PROBLEM ::
Nothing but the lines from the one containing "let two = dec!(2);" through the final line of the listing should appear in the answer, each exactly as written.

DATA EXTRACT ::
// ---------------------------------------------------------------------------
// Validation
// ---------------------------------------------------------------------------

fn validate_loan_input(input: &LoanInput) -> HousingFinanceResult<()> {
    if input.property_price <= Decimal::ZERO {
        return Err(HousingFinanceError::InvalidParameters {
            field: "property_price".into(),
            reason: "Property price must be positive".into(),
        });
    }
    if input.installments == 0 {
        return Err(HousingFinanceError::InvalidParameters {
            field: "installments".into(),
            reason: "At least one installment is required".into(),
        });
    }
    if input.annual_rate < Decimal::ZERO {
        return Err(HousingFinanceError::InvalidParameters {
            field: "annual_rate".into(),
            reason: "Annual rate cannot be negative".into(),
        });
    }
    if input.period_days == 0 {
        return Err(HousingFinanceError::InvalidParameters {
            field: "period_days".into(),
            reason: "Period length in days must be positive".into(),
        });
    }
    if input.initial_payment_pct < Decimal::ZERO || input.initial_payment_pct > Decimal::ONE {
        return Err(HousingFinanceError::InvalidParameters {
            field: "initial_payment_pct".into(),
            reason: "Initial payment percentage must be between 0 and 1".into(),
        });
    }

    let non_negative = [
        ("initial_payment_amount", input.initial_payment_amount),
        ("subsidy_amount", input.subsidy_amount),
        ("notarial_costs", input.notarial_costs),
        ("registry_costs", input.registry_costs),
        ("appraisal_fee", input.appraisal_fee),
        ("study_fee", input.study_fee),
        ("activation_fee", input.activation_fee),
        ("life_insurance_rate", input.life_insurance_rate),
        ("risk_insurance_annual_rate", input.risk_insurance_annual_rate),
        ("periodic_commission", input.periodic_commission),
        ("postage_fee", input.postage_fee),
        ("annual_discount_rate", input.annual_discount_rate),
    ];
    for (field, value) in non_negative {
        if value < Decimal::ZERO {
            return Err(HousingFinanceError::InvalidParameters {
                field: field.into(),
                reason: "Cannot be negative".into(),
            });
        }
    }

    Ok(())
}
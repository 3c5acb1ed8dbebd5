use serde_json::Value;
use std::io::{self, Read};

/// Read a JSON document from stdin when one is piped in.
///
/// Interactive sessions (stdin is a TTY) and empty pipes yield `None` so the
/// caller falls back to command-line flags.
pub fn read_stdin() -> Result<Option<Value>, Box<dyn std::error::Error>> {
    if atty::is(atty::Stream::Stdin) {
        return Ok(None);
    }

    let mut raw = String::new();
    io::stdin().read_to_string(&mut raw)?;
    if raw.trim().is_empty() {
        return Ok(None);
    }

    let value: Value = serde_json::from_str(raw.trim())
        .map_err(|e| format!("Failed to parse stdin as JSON: {}", e))?;
    Ok(Some(value))
}
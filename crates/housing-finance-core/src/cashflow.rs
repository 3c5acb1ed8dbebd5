use rust_decimal::Decimal;
use rust_decimal_macros::dec;

use crate::types::{Money, Rate};

const BISECTION_ITERATIONS: u32 = 100;
const BRACKET_LOW: Decimal = dec!(-0.5);
const BRACKET_HIGH: Decimal = dec!(2);
const REPAIR_LOW: Decimal = dec!(-0.3);
const REPAIR_STEP: Decimal = dec!(0.5);
const REPAIR_LIMIT: Decimal = dec!(5);

/// Net present value at the given period rate.
///
/// `initial_outlay - Σ cash_flows[i] / (1 + rate)^(i+1)`. Positive when
/// the outlay exceeds the discounted flows. Decimal cannot represent the
/// extreme discount factors a root scan walks through, so the result
/// saturates to `Decimal::MAX`/`Decimal::MIN` instead of overflowing;
/// the sign is always that of the true value.
pub fn net_present_value(initial_outlay: Money, cash_flows: &[Money], period_rate: Rate) -> Money {
    if period_rate <= dec!(-1) {
        return Decimal::MIN;
    }

    let one_plus_r = Decimal::ONE + period_rate;
    let mut discount = Decimal::ONE;
    let mut net = initial_outlay;

    for flow in cash_flows {
        discount = match discount.checked_mul(one_plus_r) {
            Some(d) => d,
            // Factor overflow: the remaining terms are negligible.
            None => break,
        };
        if discount.is_zero() {
            // Factor underflow near rate -1: any further flow dominates.
            if flow.is_zero() {
                continue;
            }
            return saturated(-*flow);
        }
        let term = match flow.checked_div(discount) {
            Some(term) => term,
            None => return saturated(-*flow),
        };
        net = match net.checked_sub(term) {
            Some(updated) => updated,
            None => return saturated(-term),
        };
    }

    net
}

/// Internal rate of return of the flows against the outlay, by bisection.
///
/// Fixed cost, not adaptive precision: exactly 100 halvings over an
/// initial bracket of [-0.5, 2], returning the final midpoint with no
/// convergence early-exit. When the initial bracket does not straddle a
/// sign change, candidate upper bounds 0.5, 1.0, .. 5.0 are scanned
/// against a fixed lower bound of -0.3 and the first bracketing pair is
/// adopted; if none brackets, the original bracket is used regardless.
/// Flow sequences with multiple sign changes can defeat the repair scan
/// and converge on the wrong branch.
///
/// A non-positive outlay or an empty flow sequence yields rate 0.
pub fn internal_rate_of_return(initial_outlay: Money, cash_flows: &[Money]) -> Rate {
    if initial_outlay <= Decimal::ZERO || cash_flows.is_empty() {
        return Decimal::ZERO;
    }

    let mut low = BRACKET_LOW;
    let mut high = BRACKET_HIGH;

    let at_low = net_present_value(initial_outlay, cash_flows, low);
    let at_high = net_present_value(initial_outlay, cash_flows, high);
    let same_sign = (at_low > Decimal::ZERO && at_high > Decimal::ZERO)
        || (at_low < Decimal::ZERO && at_high < Decimal::ZERO);

    if same_sign {
        let at_repair_low = net_present_value(initial_outlay, cash_flows, REPAIR_LOW);
        let mut candidate = REPAIR_STEP;
        while candidate <= REPAIR_LIMIT {
            let at_candidate = net_present_value(initial_outlay, cash_flows, candidate);
            if at_repair_low < Decimal::ZERO && at_candidate > Decimal::ZERO {
                low = REPAIR_LOW;
                high = candidate;
                break;
            }
            candidate += REPAIR_STEP;
        }
    }

    let two = dec!(2);
    let mut mid = Decimal::ZERO;
    for _ in 0..BISECTION_ITERATIONS {
        mid = (low + high) / two;
        if net_present_value(initial_outlay, cash_flows, mid) < Decimal::ZERO {
            low = mid;
        } else {
            high = mid;
        }
    }

    mid
}

// Sign-preserving stand-in for an unrepresentable magnitude; the
// bisection only inspects the sign.
fn saturated(direction: Decimal) -> Decimal {
    if direction < Decimal::ZERO {
        Decimal::MIN
    } else {
        Decimal::MAX
    }
}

RESULT FOR THIS EXERCISE ::
    let two = dec!(2);
    let mut mid = Decimal::ZERO;
    for _ in 0..BISECTION_ITERATIONS {
        mid = (low + high) / two;
        if net_present_value(initial_outlay, cash_flows, mid) < Decimal::ZERO {
            low = mid;
        } else {
            high = mid;
        }
    }

    mid
}

// Sign-preserving stand-in for an unrepresentable magnitude; the
// bisection only inspects the sign.
fn saturated(direction: Decimal) -> Decimal {
    if direction < Decimal::ZERO {
        Decimal::MIN
    } else {
        Decimal::MAX
    }
}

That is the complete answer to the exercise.